When used, the kit costs £85 to replace.

It is up to the patrons and staff of the pub to put their hands in their pockets to pay for the replacement equipment, otherwise they cannot be used.

"It is a disgrace how we need to continually fund this equipment," said pub patron Lynne Mcelroy.

"It can sit empty for as long as it takes us to raise the money to replace the pads.

“It is wrong.

"If it was an ambulance that came from the hospital and used their own defibrillator, it would be funded by the NHS.

"I think it is totally disgraceful that we have to fund it to make sure the pads are replaced so the machine can work.

“We shouldn't have to do that.

"We already have to fund the maintenance of the machines without replacing the pads after it is being used.

“This money adds up."

"This out-of-hospital care that businesses and clubs are offering to the public is saving lives," added David.

Last year, the government announced a £1m community automated external defibrillators fund to help buy defibrillators.

Paul Taylor, Portfolio Holder for Public Protection and Community Relations at Newark and Sherwood District Council, said: “Newark and Sherwood District Council has purchased, installed, and maintain several defibrillators across the district.

"We recognise that defibrillators are incredibly important lifesaving tools and are keen to support local community groups with the initial purchase of community defibrillators through our various funding schemes, such as our community grant scheme.

"At times we may also have grant schemes available for community groups to apply to for the maintenance of defibrillators too.

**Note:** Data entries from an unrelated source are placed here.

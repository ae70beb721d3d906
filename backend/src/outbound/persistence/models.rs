//! Internal Diesel row structs for the users table.
//!
//! These types never leave the persistence layer.

use chrono::{DateTime, Utc};
use diesel::prelude::*;

use super::schema::users;

/// Row struct for reading from the users table.
#[derive(Debug, Clone, Queryable, Selectable)]
#[diesel(table_name = users)]
#[diesel(check_for_backend(diesel::pg::Pg))]
pub(crate) struct UserRow {
    pub id: i32,
    pub email: String,
    pub password_hash: String,
    pub first_name: Option<String>,
    pub last_name: Option<String>,
    pub active: bool,
    pub created_at: DateTime<Utc>,
    pub updated_at: DateTime<Utc>,
    pub deleted_at: Option<DateTime<Utc>>,
}

/// Insertable struct for creating new user records.
#[derive(Debug, Clone, Insertable)]
#[diesel(table_name = users)]
pub(crate) struct NewUserRow<'a> {
    pub email: &'a str,
    pub password_hash: &'a str,
    pub first_name: Option<&'a str>,
    pub last_name: Option<&'a str>,
    pub active: bool,
    pub created_at: DateTime<Utc>,
    pub updated_at: DateTime<Utc>,
}

/// Profile fields overwritten by `update`. Clearing a name writes `NULL`.
#[derive(Debug, Clone, AsChangeset)]
#[diesel(table_name = users)]
#[diesel(treat_none_as_null = true)]
pub(crate) struct UserProfileChangeset<'a> {
    pub email: &'a str,
    pub first_name: Option<&'a str>,
    pub last_name: Option<&'a str>,
    pub active: bool,
    pub updated_at: DateTime<Utc>,
}

/// Password replacement written by `reset_password`.
#[derive(Debug, Clone, AsChangeset)]
#[diesel(table_name = users)]
pub(crate) struct PasswordChangeset<'a> {
    pub password_hash: &'a str,
    pub updated_at: DateTime<Utc>,
}

/// Status flip written by `soft_delete`.
#[derive(Debug, Clone, AsChangeset)]
#[diesel(table_name = users)]
pub(crate) struct SoftDeleteChangeset {
    pub active: bool,
    pub deleted_at: DateTime<Utc>,
    pub updated_at: DateTime<Utc>,
}
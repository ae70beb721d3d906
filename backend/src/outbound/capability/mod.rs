//! Downstream capability adapters.
//!
//! `HttpCapabilityClient` makes exactly one HTTP call per invocation;
//! `CapabilityAuditSink` routes audit entries to the log capability through
//! any `CapabilityClient`.

mod audit_sink;
mod http_client;

pub use audit_sink::CapabilityAuditSink;
pub use http_client::{CapabilityEndpoints, DEFAULT_CAPABILITY_TIMEOUT, HttpCapabilityClient};
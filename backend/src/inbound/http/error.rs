//! HTTP adapter mapping for domain errors.
//!
//! The domain `Error` stays HTTP-agnostic; this module picks the status code
//! and renders the uniform failure envelope `{"error": true, "message": ...}`.

use actix_web::{HttpResponse, ResponseError, http::StatusCode};

use crate::domain::{Error, ErrorCode, ResponseEnvelope, TRACE_ID_HEADER};

/// Convenient result alias for HTTP handlers.
pub type ApiResult<T> = Result<T, Error>;

const INTERNAL_MESSAGE: &str = "internal server error";
const UNAVAILABLE_MESSAGE: &str = "service unavailable";

fn status_for(code: ErrorCode) -> StatusCode {
    match code {
        ErrorCode::InvalidRequest => StatusCode::BAD_REQUEST,
        ErrorCode::Unauthorized => StatusCode::UNAUTHORIZED,
        ErrorCode::NotFound => StatusCode::NOT_FOUND,
        ErrorCode::Conflict => StatusCode::CONFLICT,
        ErrorCode::BadGateway => StatusCode::BAD_GATEWAY,
        ErrorCode::ServiceUnavailable => StatusCode::SERVICE_UNAVAILABLE,
        ErrorCode::InternalError => StatusCode::INTERNAL_SERVER_ERROR,
    }
}

/// Message safe to return to a caller. Infrastructure detail stays in logs.
fn public_message(error: &Error) -> &str {
    match error.code() {
        ErrorCode::InternalError => INTERNAL_MESSAGE,
        ErrorCode::ServiceUnavailable => UNAVAILABLE_MESSAGE,
        _ => error.message(),
    }
}

impl ResponseError for Error {
    fn status_code(&self) -> StatusCode {
        status_for(self.code())
    }

    fn error_response(&self) -> HttpResponse {
        let mut builder = HttpResponse::build(self.status_code());
        if let Some(id) = self.trace_id() {
            builder.insert_header((TRACE_ID_HEADER, id.to_owned()));
        }

        builder.json(ResponseEnvelope::failure(public_message(self)))
    }
}
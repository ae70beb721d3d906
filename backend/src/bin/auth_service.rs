//! Auth service entry-point: exposes the credential capability over HTTP.
#![cfg_attr(not(any(test, doctest)), deny(clippy::unwrap_used))]
#![cfg_attr(not(any(test, doctest)), deny(clippy::expect_used))]

use std::io;

use actix_web::web;
use authbroker::inbound::http::health::HealthState;
use authbroker::server::{AuthServerConfig, AuthServiceSettings, create_auth_server};
use ortho_config::OrthoConfig;
use tracing::warn;
use tracing_subscriber::{EnvFilter, fmt};

#[actix_web::main]
async fn main() -> io::Result<()> {
    if let Err(e) = fmt()
        .with_env_filter(EnvFilter::from_default_env())
        .json()
        .try_init()
    {
        warn!(error = %e, "tracing init failed");
    }

    let settings = AuthServiceSettings::load_from_iter(std::env::args_os())
        .map_err(|error| io::Error::other(format!("load settings: {error}")))?;
    let config = AuthServerConfig::from_settings(&settings).await?;

    let health_state = web::Data::new(HealthState::new());
    let bound = create_auth_server(health_state, config)?;
    bound.server.await
}
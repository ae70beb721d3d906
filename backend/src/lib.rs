//! Credential verification and action brokering.
//!
//! The crate hosts two services built from the same hexagon:
//! - the auth service exposes the credential capability backed by a
//!   [`domain::ports::CredentialStore`];
//! - the broker service routes tagged action envelopes to downstream
//!   capabilities through a [`domain::ports::CapabilityClient`].

pub mod domain;
pub mod inbound;
pub mod middleware;
pub mod outbound;
pub mod server;

pub use domain::TraceId;
pub use middleware::Trace;
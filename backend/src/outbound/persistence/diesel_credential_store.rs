//! PostgreSQL-backed `CredentialStore` implementation using Diesel ORM.
//!
//! Every call is bounded by the store's query timeout, covering both pool
//! checkout and the statement itself. A call that overruns fails with
//! `CredentialStoreError::Storage`.

use std::future::Future;
use std::time::Duration;

use async_trait::async_trait;
use chrono::Utc;
use diesel::prelude::*;
use diesel_async::RunQueryDsl;
use tracing::{debug, warn};
use zeroize::Zeroizing;

use crate::domain::password::{hash_password_blocking, verify_password_blocking};
use crate::domain::ports::{CredentialStore, CredentialStoreError};
use crate::domain::{EmailAddress, NewUser, PasswordHash, User, UserId};

use super::models::{
    NewUserRow, PasswordChangeset, SoftDeleteChangeset, UserProfileChangeset, UserRow,
};
use super::pool::{DbPool, PoolError};
use super::schema::users;

/// Default bound on a single store call.
pub const DEFAULT_QUERY_TIMEOUT: Duration = Duration::from_secs(10);

/// Diesel-backed implementation of the `CredentialStore` port.
#[derive(Clone)]
pub struct DieselCredentialStore {
    pool: DbPool,
    query_timeout: Duration,
}

impl DieselCredentialStore {
    /// Create a store over `pool` with the default query timeout.
    pub fn new(pool: DbPool) -> Self {
        Self {
            pool,
            query_timeout: DEFAULT_QUERY_TIMEOUT,
        }
    }

    /// Override the per-call timeout.
    #[must_use]
    pub fn with_query_timeout(mut self, query_timeout: Duration) -> Self {
        self.query_timeout = query_timeout;
        self
    }

    async fn bounded<T, F>(&self, operation: &'static str, fut: F) -> Result<T, CredentialStoreError>
    where
        F: Future<Output = Result<T, CredentialStoreError>>,
    {
        bounded(self.query_timeout, operation, fut).await
    }
}

async fn bounded<T, F>(
    limit: Duration,
    operation: &'static str,
    fut: F,
) -> Result<T, CredentialStoreError>
where
    F: Future<Output = Result<T, CredentialStoreError>>,
{
    match tokio::time::timeout(limit, fut).await {
        Ok(result) => result,
        Err(_) => {
            warn!(
                operation,
                timeout_ms = limit.as_millis(),
                "credential store call timed out"
            );
            Err(CredentialStoreError::storage(format!(
                "{operation} timed out"
            )))
        }
    }
}

fn map_pool_error(error: PoolError) -> CredentialStoreError {
    CredentialStoreError::storage(error.into_message())
}

fn map_diesel_error(error: diesel::result::Error) -> CredentialStoreError {
    use diesel::result::{DatabaseErrorKind, Error as DieselError};

    match &error {
        DieselError::DatabaseError(kind, info) => {
            debug!(?kind, message = info.message(), "diesel operation failed");
        }
        _ => debug!(
            error_type = %std::any::type_name_of_val(&error),
            "diesel operation failed"
        ),
    }

    match error {
        DieselError::NotFound => CredentialStoreError::NotFound,
        DieselError::DatabaseError(DatabaseErrorKind::UniqueViolation, _) => {
            CredentialStoreError::constraint("email already registered")
        }
        DieselError::DatabaseError(DatabaseErrorKind::ClosedConnection, _) => {
            CredentialStoreError::storage("database connection error")
        }
        DieselError::QueryBuilderError(_) => CredentialStoreError::storage("database query error"),
        _ => CredentialStoreError::storage("database error"),
    }
}

fn row_to_user(row: UserRow) -> User {
    User {
        id: UserId::new(row.id),
        email: EmailAddress::from_stored(row.email),
        password_hash: PasswordHash::from_stored(row.password_hash),
        first_name: row.first_name,
        last_name: row.last_name,
        active: row.active,
        created_at: row.created_at,
        updated_at: row.updated_at,
        deleted_at: row.deleted_at,
    }
}

fn require_touched(rows: usize) -> Result<(), CredentialStoreError> {
    if rows == 0 {
        Err(CredentialStoreError::NotFound)
    } else {
        Ok(())
    }
}

#[async_trait]
impl CredentialStore for DieselCredentialStore {
    async fn insert(&self, candidate: NewUser) -> Result<UserId, CredentialStoreError> {
        let NewUser {
            email,
            password,
            first_name,
            last_name,
            active,
        } = candidate;
        let password_hash = hash_password_blocking(password).await?;

        self.bounded("insert", async {
            let mut conn = self.pool.get().await.map_err(map_pool_error)?;
            let now = Utc::now();
            let row = NewUserRow {
                email: email.as_str(),
                password_hash: password_hash.as_str(),
                first_name: first_name.as_deref(),
                last_name: last_name.as_deref(),
                active,
                created_at: now,
                updated_at: now,
            };
            diesel::insert_into(users::table)
                .values(&row)
                .returning(users::id)
                .get_result::<i32>(&mut conn)
                .await
                .map(UserId::new)
                .map_err(map_diesel_error)
        })
        .await
    }

    async fn list_all(&self) -> Result<Vec<User>, CredentialStoreError> {
        self.bounded("list_all", async {
            let mut conn = self.pool.get().await.map_err(map_pool_error)?;
            let rows: Vec<UserRow> = users::table
                .order(users::id.asc())
                .select(UserRow::as_select())
                .load(&mut conn)
                .await
                .map_err(map_diesel_error)?;
            Ok(rows.into_iter().map(row_to_user).collect())
        })
        .await
    }

    async fn find_by_email(&self, email: &EmailAddress) -> Result<User, CredentialStoreError> {
        self.bounded("find_by_email", async {
            let mut conn = self.pool.get().await.map_err(map_pool_error)?;
            let row: Option<UserRow> = users::table
                .filter(users::email.eq(email.as_str()))
                .select(UserRow::as_select())
                .first(&mut conn)
                .await
                .optional()
                .map_err(map_diesel_error)?;
            row.map(row_to_user).ok_or(CredentialStoreError::NotFound)
        })
        .await
    }

    async fn find_by_id(&self, id: UserId) -> Result<User, CredentialStoreError> {
        self.bounded("find_by_id", async {
            let mut conn = self.pool.get().await.map_err(map_pool_error)?;
            let row: Option<UserRow> = users::table
                .find(id.get())
                .select(UserRow::as_select())
                .first(&mut conn)
                .await
                .optional()
                .map_err(map_diesel_error)?;
            row.map(row_to_user).ok_or(CredentialStoreError::NotFound)
        })
        .await
    }

    async fn update(&self, user: &User) -> Result<(), CredentialStoreError> {
        self.bounded("update", async {
            let mut conn = self.pool.get().await.map_err(map_pool_error)?;
            let changes = UserProfileChangeset {
                email: user.email.as_str(),
                first_name: user.first_name.as_deref(),
                last_name: user.last_name.as_deref(),
                active: user.active,
                updated_at: Utc::now(),
            };
            let rows = diesel::update(users::table.find(user.id.get()))
                .set(&changes)
                .execute(&mut conn)
                .await
                .map_err(map_diesel_error)?;
            require_touched(rows)
        })
        .await
    }

    async fn reset_password(
        &self,
        new_password: &str,
        user: &User,
    ) -> Result<(), CredentialStoreError> {
        let password_hash = hash_password_blocking(Zeroizing::new(new_password.to_owned())).await?;

        self.bounded("reset_password", async {
            let mut conn = self.pool.get().await.map_err(map_pool_error)?;
            let changes = PasswordChangeset {
                password_hash: password_hash.as_str(),
                updated_at: Utc::now(),
            };
            let rows = diesel::update(users::table.find(user.id.get()))
                .set(&changes)
                .execute(&mut conn)
                .await
                .map_err(map_diesel_error)?;
            require_touched(rows)
        })
        .await
    }

    async fn soft_delete(&self, id: UserId) -> Result<(), CredentialStoreError> {
        self.bounded("soft_delete", async {
            let mut conn = self.pool.get().await.map_err(map_pool_error)?;
            let now = Utc::now();
            let changes = SoftDeleteChangeset {
                active: false,
                deleted_at: now,
                updated_at: now,
            };
            let rows = diesel::update(users::table.find(id.get()))
                .set(&changes)
                .execute(&mut conn)
                .await
                .map_err(map_diesel_error)?;
            require_touched(rows)
        })
        .await
    }

    async fn verify(&self, password: &str, user: &User) -> Result<bool, CredentialStoreError> {
        verify_password_blocking(
            Zeroizing::new(password.to_owned()),
            user.password_hash.clone(),
        )
        .await
        .map_err(CredentialStoreError::from)
    }
}
//! Health endpoints: liveness and readiness probes for orchestrators.

use std::sync::atomic::{AtomicBool, Ordering};

use actix_web::{HttpResponse, get, http::header, web};

/// Readiness and liveness flags shared with the probe handlers.
pub struct HealthState {
    ready: AtomicBool,
    live: AtomicBool,
}

impl Default for HealthState {
    fn default() -> Self {
        Self {
            ready: AtomicBool::new(false),
            live: AtomicBool::new(true),
        }
    }
}

impl HealthState {
    /// Not ready, but live.
    pub fn new() -> Self {
        Self::default()
    }

    /// Mark the service as ready once its adapters are wired.
    pub fn mark_ready(&self) {
        self.ready.store(true, Ordering::Release);
    }

    /// Fail liveness so orchestrators stop routing during shutdown.
    pub fn mark_unhealthy(&self) {
        self.live.store(false, Ordering::Release);
    }

    pub fn is_ready(&self) -> bool {
        self.ready.load(Ordering::Acquire)
    }

    pub fn is_alive(&self) -> bool {
        self.live.load(Ordering::Acquire)
    }

    fn probe_response(probe_ok: bool) -> HttpResponse {
        let mut response = if probe_ok {
            HttpResponse::Ok()
        } else {
            HttpResponse::ServiceUnavailable()
        };

        response
            .insert_header((header::CACHE_CONTROL, "no-store"))
            .finish()
    }
}

/// Readiness probe: 200 once wired, 503 before.
#[get("/health/ready")]
pub async fn ready(state: web::Data<HealthState>) -> HttpResponse {
    HealthState::probe_response(state.is_ready())
}

/// Liveness probe: 200 while alive, 503 once draining.
#[get("/health/live")]
pub async fn live(state: web::Data<HealthState>) -> HttpResponse {
    HealthState::probe_response(state.is_alive())
}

"Unfortunately, as there are hundreds of privately owned defibrillators across the district, we can only do so much and we understand that generally, the maintenance of these is the responsibility of whoever purchased the equipment in the first place."

"While we install and maintain several public access defibrillators across the East Midlands, we are always pleased to hear about the introduction of more defibs in local communities across the area," said a spokesman for the East Midlands Ambulance Service.

"As this allows us to signpost people to their nearest one if needed during an active cardiac arrest.

"In situations where a defib is not readily available, or it would not be appropriate to fetch someone to get one, we advise the person to perform CPR via effective chest compressions and to keep doing so until help arrives.

"These defibs are owned by the community, scheme, business, or organisation that raised the funds for them, and as their local ambulance service, we can assist with advice on where to install them, in addition to providing training so they know how to use them if available in an emergency.

"This arrangement is not unique to our region but is a framework that is adopted nationally.”